Sizeable fiscal deficit in February. Monthly government spending rose sharply to 59.3% y-o-y to IDR266.5tn in February, up from 25.7% in January. Monthly revenue collection expanded by 15.8% y-o-y to IDR185tn (vs. 9.5% in January). As a result, the monthly fiscal deficit reached IDR81.4tn, implying cumulative deficit of 0.5% of GDP (vs -0.1% in 2M25), marking the widest 2M deficit since 2016 (Exhibit 1). Net fiscal financing reached IDR164.2tn (23.8% of budget), resulting in excess financing of IDR28tn.
Sharply higher central government spending. Central government spending surged by 70.7% y-o-y (vs. 53.3% in January), led by energy subsidy compensation payment, material, capital spending, also reflecting low base effect from last year s budget cut (Exhibit 2). Other spending rose sharply reflecting energy subsidy and compensation payments of IDR44tn, as MOF shifted to monthly payments instead of the lump-sum schedule. Material spending rose to IDR42tn, of which IDR19.5tn was allocated to the free meal program, implying 176% y-o-y. Capex spending rose by 381.2% y-o-y to IDR14.1tn.
Social spending increased. February social transfers increased to IDR17.5tn from IDR9.5tn in January, implying cumulative growth of 4.2% y-o-y, or reaching 16.1% of budget. Transfers to regions rose by 25.2% y-o-y to IDR52.4tn, driven by additional Sumatera disaster-related transfers amounting to IDR23tn. Total free meal program budget disbursement reached IDR44tn as of 9 March (13.1% of the IDR335tn budget), up from IDR36tn previously, covering 61.6mn recipients or 74% of the target.
Higher gross tax revenue. Monthly domestic tax revenue rose sharply by 44.5% y-o-y vs 30.7% in January, reaching 10.3% of budget (7.7% in 2M25), reflecting low base effect from issues on core tax collection system last year, led by corporate income tax (Exhibit 3). Excluding restitution, gross domestic tax revenue increased to 19.2% y-o-y, up from 7% in January, reflecting improving economic activity led by wholesale and retail trade which rose to 13.2% y-o-y from 2.6% in Jan, while tax refund only decreased to IDR38tn from IDR41tn in Feb25 (Exhibit 4).
Non-tax revenue increased. Excise and international tax contracted by 14.1% y-o-y in February, down from 13.8% decline in January, reaching 14.5% of budget, reflecting slower cigarette production. Meanwhile, non-tax revenue grew by -0.8% y-o-y, up from a 20.5% contraction, driven by higher revenue from public service agencies, which increased to IDR9.2tn from IDR2.4tn, supported by stronger hospital service fees and CPO export levies.

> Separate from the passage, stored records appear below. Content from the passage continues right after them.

/*
 * Copyright 2025 by Block Harvester Contributors
 *
 * Licensed under the Apache License, Version 2.0 (the "License");
 * you may not use this file except in compliance with the License.
 * You may obtain a copy of the License at
 *
 *     http://www.apache.org/licenses/LICENSE-2.0
 *
 * Unless required by applicable law or agreed to in writing, software
 * distributed under the License is distributed on an "AS IS" BASIS,
 * WITHOUT WARRANTIES OR CONDITIONS OF ANY KIND, either express or implied.
 * See the License for the specific language governing permissions and
 * limitations under the License.
 */

use serde::{Deserialize, Serialize};
use serde_json::Value;

/// the type to represent a block number
pub type BlockNumber = u32;

/// The execution phase a runtime event was recorded in.
///
/// Only `ApplyExtrinsic` events belong to an extrinsic; initialization and
/// finalization events are block-level and never attach to one.
#[derive(Debug, Clone, Copy, PartialEq, Eq)]
pub enum EventPhase {
    /// Recorded while applying the extrinsic at this index.
    ApplyExtrinsic(u32),
    /// Recorded while finalizing the block.
    Finalization,
    /// Recorded while initializing the block.
    Initialization,
}

/// One extrinsic rendered into human-readable form, before event matching.
#[derive(Debug, Clone)]
pub struct DecodedExtrinsic {
    /// Position within the block.
    pub index: u32,
    pub tx_hash: String,
    /// The pallet name, also known as section.
    pub pallet: String,
    /// The call name, also known as method.
    pub call: String,
    /// Decoded call arguments.
    pub fields: Value,
}

/// One runtime event rendered into human-readable form.
#[derive(Debug, Clone)]
pub struct DecodedEvent {
    pub phase: EventPhase,
    pub pallet: String,
    pub event: String,
    /// Decoded event fields.
    pub data: Value,
}

/// A runtime event attached to an extrinsic, as persisted.
#[derive(Debug, Clone, PartialEq, Eq, Serialize, Deserialize)]
pub struct EventRecord {
    pub pallet: String,
    pub event: String,
    pub data: Value,
}

/// The call payload of a persisted extrinsic, merged with its events.
#[derive(Debug, Clone, PartialEq, Eq, Serialize, Deserialize)]
pub struct ExtrinsicBody {
    pub pallet: String,
    pub call: String,
    pub fields: Value,
    pub events: Vec<EventRecord>,
}

/// An extrinsic retained in a block record.
///
/// Only constructed when at least one event matched the extrinsic's
/// execution phase.
#[derive(Debug, Clone, PartialEq, Eq, Serialize, Deserialize)]
#[serde(rename_all = "camelCase")]
pub struct ExtrinsicRecord {
    pub block_number: BlockNumber,
    /// Position within the block.
    pub index: u32,
    pub tx_hash: String,
    pub extrinsic: ExtrinsicBody,
}

/// One processed block, the unit the record log stores.
///
/// Built once per block and never mutated afterwards. A block whose
/// extrinsics all lacked events still yields a record with an empty
/// `extrinsics` sequence.
#[derive(Debug, Clone, PartialEq, Eq, Serialize, Deserialize)]
#[serde(rename_all = "camelCase")]
pub struct BlockRecord {
    pub block_number: BlockNumber,
    pub block_hash: String,
    pub extrinsics: Vec<ExtrinsicRecord>,
}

Oil price risks. Amid rising geopolitical risks, MOF will closely monitor developments, noting ICP at USD68/bbl YTD vs. USD70/bbl budget assumption (Global Watch: Middle East Tensions and the Growing Twin Deficit Risk). MOF signals more flexible spending which suggests reallocation to support higher fuel subsidy. In addition, MOF is considering measures to ensure higher commodity prices translate into stronger revenue which could mean higher levies to commodity sectors. Our estimates suggest that every 10% increase in oil and non-oil commodity prices could widen the deficit by 0.16% of GDP (Exhibit 5).
Our view. We now forecast a fiscal deficit of 3% of GDP from 2.8% before, higher than the 2.7% in the budget and 2.9% in 2025. This reflects higher fuel subsidy and sizeable revenue shortfall. However, stronger non-oil commodity prices could provide some offsets from higher oil prices which we now assume to average USD83/bbl (Fiscal Watch: Can Commodity Boom Save the Day?). During the Q&A, MOF noted that spending this year will be distributed more evenly, targeting IDR809tn in 1Q, implying 21% of the budget (vs. 18% average 2019-2025) to support 1Q GDP target of 5.5% y-o-y (Exhibit 6).